I went to my local hospital in Stevenage and spoke to the volunteer team who asked me to consider a flyer, which offered various volunteering situations in the hospital. I chose to do driving because I could do so, and also because I have a good heater in my car and I would be very cosy in winter not standing in the bitter cold, which was one of the hardships that I did experience with my old job!

I filled in the forms and waited for the CRB results to come back a few weeks later. I was accepted and asked to go to have my eyes checked out which I passed once more. I was really relieved initially that at least someone wanted me…rejection is a hard thing sometimes, so as soon as I could I started.

The main thing I had to get used to was that it wasn’t like a normal full time job…. I had thought that I would be engaged in the transport operation full time, working say 8 to 10 hours a day every day and asking for some time over the weekend to see my family. But it is much more flexible than that…there are days when I have 4 or 5 transports to do in one day, but others when I have none at all.
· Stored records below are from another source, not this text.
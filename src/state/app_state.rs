//! Application state definitions

use super::contact::ContactFormController;
use super::reveal::{reveal_at, scroll_progress, Reveal};
use crate::config::EmailJsCredentials;
use crate::content::{Locale, Section};

/// Current view in the application
#[derive(Debug, Clone, Copy, PartialEq, Eq, Default)]
pub enum View {
    /// Splash screen with name animation
    Splash,
    /// Scrollable portfolio document
    #[default]
    Portfolio,
    /// Contact form page
    Contact,
}

/// Measured size of the portfolio document for the current width and locale
#[derive(Debug, Clone, Default, PartialEq, Eq)]
pub struct DocumentMetrics {
    /// Total rendered rows
    pub height: u16,
    /// First row of each section
    pub anchors: Vec<(Section, u16)>,
}

impl DocumentMetrics {
    pub fn anchor(&self, section: Section) -> Option<u16> {
        self.anchors
            .iter()
            .find(|(s, _)| *s == section)
            .map(|(_, row)| *row)
    }
}

/// Application state
#[derive(Debug)]
pub struct AppState {
    // Navigation
    pub current_view: View,

    /// Display language, read by every render function
    pub locale: Locale,

    // Document scrolling
    pub scroll_offset: u16,
    pub viewport_height: u16,
    pub metrics: DocumentMetrics,

    /// Contact form and its submissions
    pub contact: ContactFormController,

    /// Transient feedback shown in the status bar
    pub status_message: Option<String>,
}

impl AppState {
    pub fn new(locale: Locale, credentials: EmailJsCredentials) -> Self {
        Self {
            current_view: View::default(),
            locale,
            scroll_offset: 0,
            viewport_height: 0,
            metrics: DocumentMetrics::default(),
            contact: ContactFormController::new(credentials),
            status_message: None,
        }
    }

    pub fn toggle_locale(&mut self) {
        self.locale = self.locale.toggled();
    }

    /// Replace document metrics after a layout pass and re-clamp the offset
    pub fn set_metrics(&mut self, metrics: DocumentMetrics, viewport_height: u16) {
        self.metrics = metrics;
        self.viewport_height = viewport_height;
        self.scroll_offset = self.scroll_offset.min(self.max_scroll());
    }

    /// Largest offset that still fills the viewport
    pub fn max_scroll(&self) -> u16 {
        self.metrics.height.saturating_sub(self.viewport_height)
    }

    /// Scroll by a signed number of rows, clamped to the document
    pub fn scroll_by(&mut self, delta: i32) {
        let target = (self.scroll_offset as i32 + delta).clamp(0, self.max_scroll() as i32);
        self.scroll_offset = target as u16;
    }

    pub fn page_down(&mut self) {
        self.scroll_by(self.page_size());
    }

    pub fn page_up(&mut self) {
        self.scroll_by(-self.page_size());
    }

    pub fn scroll_to_top(&mut self) {
        self.scroll_offset = 0;
    }

    pub fn scroll_to_bottom(&mut self) {
        self.scroll_offset = self.max_scroll();
    }

    /// Scroll so a section's heading sits at the top (or as close as possible)
    pub fn jump_to(&mut self, section: Section) {
        if let Some(row) = self.metrics.anchor(section) {
            self.scroll_offset = row.min(self.max_scroll());
        }
    }

    /// Section whose anchor is the last one at or above the top row
    pub fn current_section(&self) -> Section {
        self.metrics
            .anchors
            .iter()
            .take_while(|(_, row)| *row <= self.scroll_offset)
            .last()
            .map(|(section, _)| *section)
            .unwrap_or(Section::Hero)
    }

    /// Reveal applied to sections after the hero
    pub fn reveal(&self) -> Reveal {
        reveal_at(scroll_progress(self.scroll_offset, self.max_scroll()))
    }

    fn page_size(&self) -> i32 {
        self.viewport_height.saturating_sub(1).max(1) as i32
    }
}
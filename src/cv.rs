//! CV download: copies the static PDF into the user's download directory

use crate::content::portfolio::CV_FILE_NAME;
use directories::UserDirs;
use std::fs;
use std::io;
use std::path::{Path, PathBuf};
use thiserror::Error;

#[derive(Debug, Error)]
pub enum CvError {
    #[error("CV not found at {0}")]
    NotFound(PathBuf),
    #[error("no download directory available")]
    NoDownloadDir,
    #[error("failed to copy CV: {0}")]
    Io(#[from] io::Error),
}

/// The platform download directory
pub fn default_download_dir() -> Result<PathBuf, CvError> {
    UserDirs::new()
        .and_then(|dirs| dirs.download_dir().map(Path::to_path_buf))
        .ok_or(CvError::NoDownloadDir)
}

/// Copy the CV into `target_dir`, creating it if needed. Returns the written path.
pub fn export_cv(source: &Path, target_dir: &Path) -> Result<PathBuf, CvError> {
    if !source.is_file() {
        return Err(CvError::NotFound(source.to_path_buf()));
    }

    fs::create_dir_all(target_dir)?;
    let file_name = source
        .file_name()
        .map(PathBuf::from)
        .unwrap_or_else(|| PathBuf::from(CV_FILE_NAME));
    let target = target_dir.join(file_name);
    fs::copy(source, &target)?;

    tracing::info!("exported CV to {}", target.display());
    Ok(target)
}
There is an upside to this of course…you can play golf or do what I did and get going with your genealogy which has taken years to complete.

Still wanting to keep busy though, I met up with Sue Moss who looks after the drivers of the NHCVS Community Transport Scheme, which helps all kinds of individuals who need help getting to various places, and she was delighted that I could help as they nearly always have a shortage of drivers.

Driving people to the various places really is quite interesting although it takes a few months to grasp…having a Satnav helps a lot though. On most occasions the person you are driving will only keep you at the most for an hour or less, but sometimes their appointment lasts longer than they thought, but I usually take a few puzzles with me and relax whilst I wait.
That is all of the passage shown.